O indivíduo desenvolve dois esquemas de identidade sexual no cérebro. Um é o esquema de identidade de si mesmo e o outro é do sexo oposto. A identidade sexual é a perceção de ser homem ou mulher que cada indivíduo tem a seu respeito. 
O amor é um dos sentimentos mais procurados. Quando uma criança chega a casa e afirma “eu tenho um namoro na escola”. Mas se esse namorado for do mesmo sexo?

A homossexualidade esteve presente na Sociedade desde os tempos mitológicos. As grandes orgias de Athenas já apontavam para a liberação do sexo entre iguais como uma prática natural (Santos, Machado & Bonfim, 2008).

O preconceito e discriminação das pessoas homossexuais denomina-se homofobia. Este termo parece ter sido utilizado pela primeira vez nos Estados Unidos, em 1971, mas somente no final dos anos 1990 é que começou a figurar nos dicionários europeus. Trata-se de uma forma de discriminação que conduz à marginalização e exclusão de pessoas com base no seu sexo. Esta discriminação é traduzida por atos de violência verbais e físicos. Com o passar dos anos, o termo homossexual foi sendo associado a termos pejorativos e gírias, tais como, “bicha”, “sapatão”, “veado”, “sapa”, etc.; e foram-se criando expressões de baixo calão, usando como sujeito principal o homossexual, a fim de diminuir ou ofender as pessoas. Ao longo de décadas os homossexuais foram um dos grupos que mais sofrem exclusão social, principalmente aqueles estigmatizados, ou seja, aqueles que possuem estereótipo diferenciado do convencional.

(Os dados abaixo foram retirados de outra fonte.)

//! Company business logic - Registration, lookup, and seeding from config.toml.

use crate::{
    config::settings::Settings,
    core::salesperson,
    entities::{Company, company},
    errors::{Error, Result},
};
use sea_orm::{QueryOrder, Set, prelude::*};
use tracing::{debug, info, instrument};

/// Registers a company. Codes are trimmed, lower-cased, and must be unique.
#[instrument(skip(db))]
pub async fn create_company(
    db: &DatabaseConnection,
    name: &str,
    code: &str,
) -> Result<company::Model> {
    let code = code.trim().to_lowercase();
    if name.trim().is_empty() || code.is_empty() {
        return Err(Error::Validation {
            message: "Company name and code cannot be empty".to_string(),
        });
    }
    if get_company_by_code(db, &code).await?.is_some() {
        return Err(Error::Validation {
            message: format!("Company code '{code}' is already in use"),
        });
    }

    let company = company::ActiveModel {
        name: Set(name.trim().to_string()),
        code: Set(code),
        created_at: Set(chrono::Utc::now()),
        ..Default::default()
    }
    .insert(db)
    .await?;

    info!("Created company {} ({})", company.name, company.code);
    Ok(company)
}

/// Finds a company by code (case-insensitive).
pub async fn get_company_by_code(
    db: &DatabaseConnection,
    code: &str,
) -> Result<Option<company::Model>> {
    Company::find()
        .filter(company::Column::Code.eq(code.trim().to_lowercase()))
        .one(db)
        .await
        .map_err(Into::into)
}

/// Like [`get_company_by_code`], but a miss is an error.
pub async fn require_company_by_code(
    db: &DatabaseConnection,
    code: &str,
) -> Result<company::Model> {
    get_company_by_code(db, code)
        .await?
        .ok_or_else(|| Error::CompanyNotFound {
            code: code.to_string(),
        })
}

/// All companies, ordered by name.
pub async fn list_companies(db: &DatabaseConnection) -> Result<Vec<company::Model>> {
    Company::find()
        .order_by_asc(company::Column::Name)
        .all(db)
        .await
        .map_err(Into::into)
}

/// Creates the companies and salespersons listed in the settings that do not exist yet.
///
/// Returns how many records were created. Running it twice creates nothing the
/// second time.
#[instrument(skip(db, settings))]
pub async fn seed_companies(db: &DatabaseConnection, settings: &Settings) -> Result<usize> {
    let mut created = 0;

    for company_config in &settings.companies {
        let company = if let Some(existing) = get_company_by_code(db, &company_config.code).await?
        {
            debug!("Company '{}' already exists", existing.code);
            existing
        } else {
            created += 1;
            create_company(db, &company_config.name, &company_config.code).await?
        };

        let existing_people = salesperson::list_salespersons(db, company.id).await?;
        for person in &company_config.salespersons {
            if existing_people.iter().any(|p| p.name == person.name.trim()) {
                continue;
            }
            salesperson::create_salesperson(
                db,
                company.id,
                &person.name,
                person.commission_percentage,
            )
            .await?;
            created += 1;
        }
    }

    info!("Seeding created {} records", created);
    Ok(created)
}
//! Database configuration module for Commission Desk.
//!
//! This module handles `SQLite` database connection and table creation using `SeaORM`.
//! Tables are generated from the entity definitions with `Schema::create_table_from_entity`,
//! so the schema always matches the Rust structs. Parents are created before children
//! because the generated tables carry foreign keys.

use crate::entities::{
    Company, Contract, Cost, FixedCost, InventoryItem, Sale, SaleCost, SaleItem, SaleSalesperson,
    Salesperson,
};
use crate::errors::Result;
use sea_orm::{ConnectionTrait, Database, DatabaseConnection, EntityTrait, Schema};
use tracing::{debug, info, instrument};

const DEFAULT_DATABASE_URL: &str = "sqlite://data/commission_desk.sqlite?mode=rwc";

/// Gets the database URL from environment variable or returns default `SQLite` path.
#[must_use]
pub fn get_database_url() -> String {
    std::env::var("DATABASE_URL").unwrap_or_else(|_| DEFAULT_DATABASE_URL.to_string())
}

/// Establishes a connection to the database named by `DATABASE_URL`.
///
/// Falls back to a local `SQLite` file when the variable is unset.
#[instrument]
pub async fn create_connection() -> Result<DatabaseConnection> {
    let database_url = get_database_url();
    debug!("Connecting to database at {}", database_url);
    Database::connect(&database_url).await.map_err(Into::into)
}

async fn create_table<E>(db: &DatabaseConnection, schema: &Schema, entity: E) -> Result<()>
where
    E: EntityTrait,
{
    let builder = db.get_database_backend();
    let mut statement = schema.create_table_from_entity(entity);
    statement.if_not_exists();
    db.execute(builder.build(&statement)).await?;
    Ok(())
}

/// Creates all tables that do not exist yet.
///
/// Safe to call on every startup.
#[instrument(skip(db))]
pub async fn create_tables(db: &DatabaseConnection) -> Result<()> {
    let schema = Schema::new(db.get_database_backend());

    create_table(db, &schema, Company).await?;
    create_table(db, &schema, Salesperson).await?;
    create_table(db, &schema, Sale).await?;
    create_table(db, &schema, SaleItem).await?;
    create_table(db, &schema, SaleCost).await?;
    create_table(db, &schema, SaleSalesperson).await?;
    create_table(db, &schema, FixedCost).await?;
    create_table(db, &schema, Cost).await?;
    create_table(db, &schema, InventoryItem).await?;
    create_table(db, &schema, Contract).await?;

    info!("Database tables ensured.");
    Ok(())
}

O ato da homofobia interfere na vida psíquica de quem o recebe. Os homossexuais desenvolvem medo de demonstrar os afetos, apresentam uma diminuição da sua autoestima, autoconceito, escolhem o isolamento social invés da interação social, principalmente porque apresentam receio significativo da sociedade. Interfere também na família dos indivíduos homossexuais, na medida que qualquer pai, mãe, irmão ou amigo do homossexual desenvolve medos e preocupações constantes da sociedade. A família procura, por vezes, nos consultórios de Psicologia e Psiquiatria o tratamento para a homossexualidade. Mas a sexualidade não admite alternativa. Simplesmente é. Podemos controlar o nosso comportamento, mas jamais conseguiríamos controlar o nosso desejo. 
Quer se trate de uma escolha de vida sexual, quer se trate de uma característica estrutural do desejo erótico por pessoas do mesmo sexo, a homossexualidade deve ser considerada tão legítima quanto a heterossexualidade. De fato, ela não é mais que a simples manifestação do pluralismo sexual, uma variante constante e regular da sexualidade humana. Na condição de atos consentidos entre adultos, os comportamentos homoeróticos devem ser protegidos como qualquer outra manifestação da vida privada. Como um atributo da personalidade, a homossexualidade deve permanecer fora do interesse interveniente das instituições.